//! Key material contracts shared by the local RSA and remote KMS stores.
//!
//! [`KeyPair`] is the capability set every key store implements: opaque key
//! identifiers (a filesystem path, URL or remote ARN), the key type and the
//! modulus length. [`LicenseSigner`] is the signing capability the JWT layer
//! delegates to; the local implementation signs in-process while the remote
//! one round-trips to a key management service that never releases private
//! key bytes.

use std::fmt;

use async_trait::async_trait;
use serde::{Deserialize, Serialize};

use crate::error::LicenseResult;

/// Asymmetric key family. The set is closed; it mirrors what the remote key
/// service can host.
#[derive(Debug, Clone, Copy, PartialEq, Eq, Hash, Serialize, Deserialize)]
pub enum KeyType {
    /// RSA keys (2048 bits or longer).
    #[serde(rename = "RSA")]
    Rsa,
    /// NIST-curve elliptic keys (P-256/P-384/P-521).
    #[serde(rename = "ECC_NIST")]
    EccNist,
    /// SECG elliptic keys (secp256k1).
    #[serde(rename = "ECC_SECG")]
    EccSecg,
}

impl KeyType {
    /// Wire name of the key family.
    pub fn as_str(self) -> &'static str {
        match self {
            KeyType::Rsa => "RSA",
            KeyType::EccNist => "ECC_NIST",
            KeyType::EccSecg => "ECC_SECG",
        }
    }
}

impl fmt::Display for KeyType {
    fn fmt(&self, f: &mut fmt::Formatter<'_>) -> fmt::Result {
        write!(f, "{}", self.as_str())
    }
}

/// JOSE signature algorithms accepted for license tokens.
///
/// RS* is RSASSA PKCS#1 v1.5, PS* is RSASSA-PSS, ES* is ECDSA. The local
/// signer covers the RSA families; ES* tokens are produced through the
/// remote signer.
#[derive(Debug, Clone, Copy, PartialEq, Eq, Hash, Serialize, Deserialize)]
#[allow(clippy::upper_case_acronyms)]
pub enum SigningAlgorithm {
    /// RSASSA PKCS#1 v1.5 with SHA-256.
    RS256,
    /// RSASSA PKCS#1 v1.5 with SHA-384.
    RS384,
    /// RSASSA PKCS#1 v1.5 with SHA-512.
    RS512,
    /// RSASSA-PSS with SHA-256.
    PS256,
    /// RSASSA-PSS with SHA-384.
    PS384,
    /// RSASSA-PSS with SHA-512.
    PS512,
    /// ECDSA over P-256 with SHA-256.
    ES256,
    /// ECDSA over P-384 with SHA-384.
    ES384,
    /// ECDSA over P-521 with SHA-512.
    ES512,
}

impl SigningAlgorithm {
    /// Algorithm name as registered in the JOSE registry (the JWT `alg`
    /// header value).
    pub fn as_str(self) -> &'static str {
        match self {
            Self::RS256 => "RS256",
            Self::RS384 => "RS384",
            Self::RS512 => "RS512",
            Self::PS256 => "PS256",
            Self::PS384 => "PS384",
            Self::PS512 => "PS512",
            Self::ES256 => "ES256",
            Self::ES384 => "ES384",
            Self::ES512 => "ES512",
        }
    }

    /// SHA digest width in bits.
    pub fn sha_bits(self) -> u32 {
        match self {
            Self::RS256 | Self::PS256 | Self::ES256 => 256,
            Self::RS384 | Self::PS384 | Self::ES384 => 384,
            Self::RS512 | Self::PS512 | Self::ES512 => 512,
        }
    }

    /// True for the RSA families (both paddings).
    pub fn is_rsa(self) -> bool {
        matches!(
            self,
            Self::RS256 | Self::RS384 | Self::RS512 | Self::PS256 | Self::PS384 | Self::PS512
        )
    }

    /// True for RSASSA-PSS padding.
    pub fn uses_pss(self) -> bool {
        matches!(self, Self::PS256 | Self::PS384 | Self::PS512)
    }

    /// Parse a JOSE algorithm name.
    pub fn parse(name: &str) -> Option<Self> {
        match name {
            "RS256" => Some(Self::RS256),
            "RS384" => Some(Self::RS384),
            "RS512" => Some(Self::RS512),
            "PS256" => Some(Self::PS256),
            "PS384" => Some(Self::PS384),
            "PS512" => Some(Self::PS512),
            "ES256" => Some(Self::ES256),
            "ES384" => Some(Self::ES384),
            "ES512" => Some(Self::ES512),
            _ => None,
        }
    }
}

impl Default for SigningAlgorithm {
    fn default() -> Self {
        Self::RS256
    }
}

impl fmt::Display for SigningAlgorithm {
    fn fmt(&self, f: &mut fmt::Formatter<'_>) -> fmt::Result {
        write!(f, "{}", self.as_str())
    }
}

/// A pair of asymmetric keys. One side may be absent, in which case its
/// identifier is the empty string; at least one identifier is always
/// populated.
pub trait KeyPair: Send + Sync {
    /// Identity of the public key: a filesystem path, URL or remote ARN.
    fn public_key_id(&self) -> &str;

    /// Identity of the private key. Empty for verification-only pairs.
    fn private_key_id(&self) -> &str;

    /// Key family of the pair.
    fn key_type(&self) -> KeyType;

    /// Modulus / curve length in bits.
    fn key_length(&self) -> usize;
}

/// Something that can sign the canonical JWT signing input.
///
/// Implementations return the unpadded base64url signature segment that is
/// appended to `header.payload`. The remote implementation suspends on the
/// network; callers must treat `sign` as a suspension point.
#[async_trait]
pub trait LicenseSigner: Send + Sync {
    /// Algorithm this signer produces signatures for.
    fn algorithm(&self) -> SigningAlgorithm;

    /// Sign `message` (the bytes of `header_b64.payload_b64`) and return
    /// the URL-safe, unpadded base64 signature segment.
    async fn sign(&self, message: &[u8]) -> LicenseResult<String>;
}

=== WHAT TO WORK ON ===
The listing above is to be reproduced without a single change.

=== SOLUTION TO THIS TASK ===
//! Key material contracts shared by the local RSA and remote KMS stores.
//!
//! [`KeyPair`] is the capability set every key store implements: opaque key
//! identifiers (a filesystem path, URL or remote ARN), the key type and the
//! modulus length. [`LicenseSigner`] is the signing capability the JWT layer
//! delegates to; the local implementation signs in-process while the remote
//! one round-trips to a key management service that never releases private
//! key bytes.

use std::fmt;

use async_trait::async_trait;
use serde::{Deserialize, Serialize};

use crate::error::LicenseResult;

/// Asymmetric key family. The set is closed; it mirrors what the remote key
/// service can host.
#[derive(Debug, Clone, Copy, PartialEq, Eq, Hash, Serialize, Deserialize)]
pub enum KeyType {
    /// RSA keys (2048 bits or longer).
    #[serde(rename = "RSA")]
    Rsa,
    /// NIST-curve elliptic keys (P-256/P-384/P-521).
    #[serde(rename = "ECC_NIST")]
    EccNist,
    /// SECG elliptic keys (secp256k1).
    #[serde(rename = "ECC_SECG")]
    EccSecg,
}

impl KeyType {
    /// Wire name of the key family.
    pub fn as_str(self) -> &'static str {
        match self {
            KeyType::Rsa => "RSA",
            KeyType::EccNist => "ECC_NIST",
            KeyType::EccSecg => "ECC_SECG",
        }
    }
}

impl fmt::Display for KeyType {
    fn fmt(&self, f: &mut fmt::Formatter<'_>) -> fmt::Result {
        write!(f, "{}", self.as_str())
    }
}

/// JOSE signature algorithms accepted for license tokens.
///
/// RS* is RSASSA PKCS#1 v1.5, PS* is RSASSA-PSS, ES* is ECDSA. The local
/// signer covers the RSA families; ES* tokens are produced through the
/// remote signer.
#[derive(Debug, Clone, Copy, PartialEq, Eq, Hash, Serialize, Deserialize)]
#[allow(clippy::upper_case_acronyms)]
pub enum SigningAlgorithm {
    /// RSASSA PKCS#1 v1.5 with SHA-256.
    RS256,
    /// RSASSA PKCS#1 v1.5 with SHA-384.
    RS384,
    /// RSASSA PKCS#1 v1.5 with SHA-512.
    RS512,
    /// RSASSA-PSS with SHA-256.
    PS256,
    /// RSASSA-PSS with SHA-384.
    PS384,
    /// RSASSA-PSS with SHA-512.
    PS512,
    /// ECDSA over P-256 with SHA-256.
    ES256,
    /// ECDSA over P-384 with SHA-384.
    ES384,
    /// ECDSA over P-521 with SHA-512.
    ES512,
}

impl SigningAlgorithm {
    /// Algorithm name as registered in the JOSE registry (the JWT `alg`
    /// header value).
    pub fn as_str(self) -> &'static str {
        match self {
            Self::RS256 => "RS256",
            Self::RS384 => "RS384",
            Self::RS512 => "RS512",
            Self::PS256 => "PS256",
            Self::PS384 => "PS384",
            Self::PS512 => "PS512",
            Self::ES256 => "ES256",
            Self::ES384 => "ES384",
            Self::ES512 => "ES512",
        }
    }

    /// SHA digest width in bits.
    pub fn sha_bits(self) -> u32 {
        match self {
            Self::RS256 | Self::PS256 | Self::ES256 => 256,
            Self::RS384 | Self::PS384 | Self::ES384 => 384,
            Self::RS512 | Self::PS512 | Self::ES512 => 512,
        }
    }

    /// True for the RSA families (both paddings).
    pub fn is_rsa(self) -> bool {
        matches!(
            self,
            Self::RS256 | Self::RS384 | Self::RS512 | Self::PS256 | Self::PS384 | Self::PS512
        )
    }

    /// True for RSASSA-PSS padding.
    pub fn uses_pss(self) -> bool {
        matches!(self, Self::PS256 | Self::PS384 | Self::PS512)
    }

    /// Parse a JOSE algorithm name.
    pub fn parse(name: &str) -> Option<Self> {
        match name {
            "RS256" => Some(Self::RS256),
            "RS384" => Some(Self::RS384),
            "RS512" => Some(Self::RS512),
            "PS256" => Some(Self::PS256),
            "PS384" => Some(Self::PS384),
            "PS512" => Some(Self::PS512),
            "ES256" => Some(Self::ES256),
            "ES384" => Some(Self::ES384),
            "ES512" => Some(Self::ES512),
            _ => None,
        }
    }
}

impl Default for SigningAlgorithm {
    fn default() -> Self {
        Self::RS256
    }
}

impl fmt::Display for SigningAlgorithm {
    fn fmt(&self, f: &mut fmt::Formatter<'_>) -> fmt::Result {
        write!(f, "{}", self.as_str())
    }
}

/// A pair of asymmetric keys. One side may be absent, in which case its
/// identifier is the empty string; at least one identifier is always
/// populated.
pub trait KeyPair: Send + Sync {
    /// Identity of the public key: a filesystem path, URL or remote ARN.
    fn public_key_id(&self) -> &str;

    /// Identity of the private key. Empty for verification-only pairs.
    fn private_key_id(&self) -> &str;

    /// Key family of the pair.
    fn key_type(&self) -> KeyType;

    /// Modulus / curve length in bits.
    fn key_length(&self) -> usize;
}

/// Something that can sign the canonical JWT signing input.
///
/// Implementations return the unpadded base64url signature segment that is
/// appended to `header.payload`. The remote implementation suspends on the
/// network; callers must treat `sign` as a suspension point.
#[async_trait]
pub trait LicenseSigner: Send + Sync {
    /// Algorithm this signer produces signatures for.
    fn algorithm(&self) -> SigningAlgorithm;

    /// Sign `message` (the bytes of `header_b64.payload_b64`) and return
    /// the URL-safe, unpadded base64 signature segment.
    async fn sign(&self, message: &[u8]) -> LicenseResult<String>;
}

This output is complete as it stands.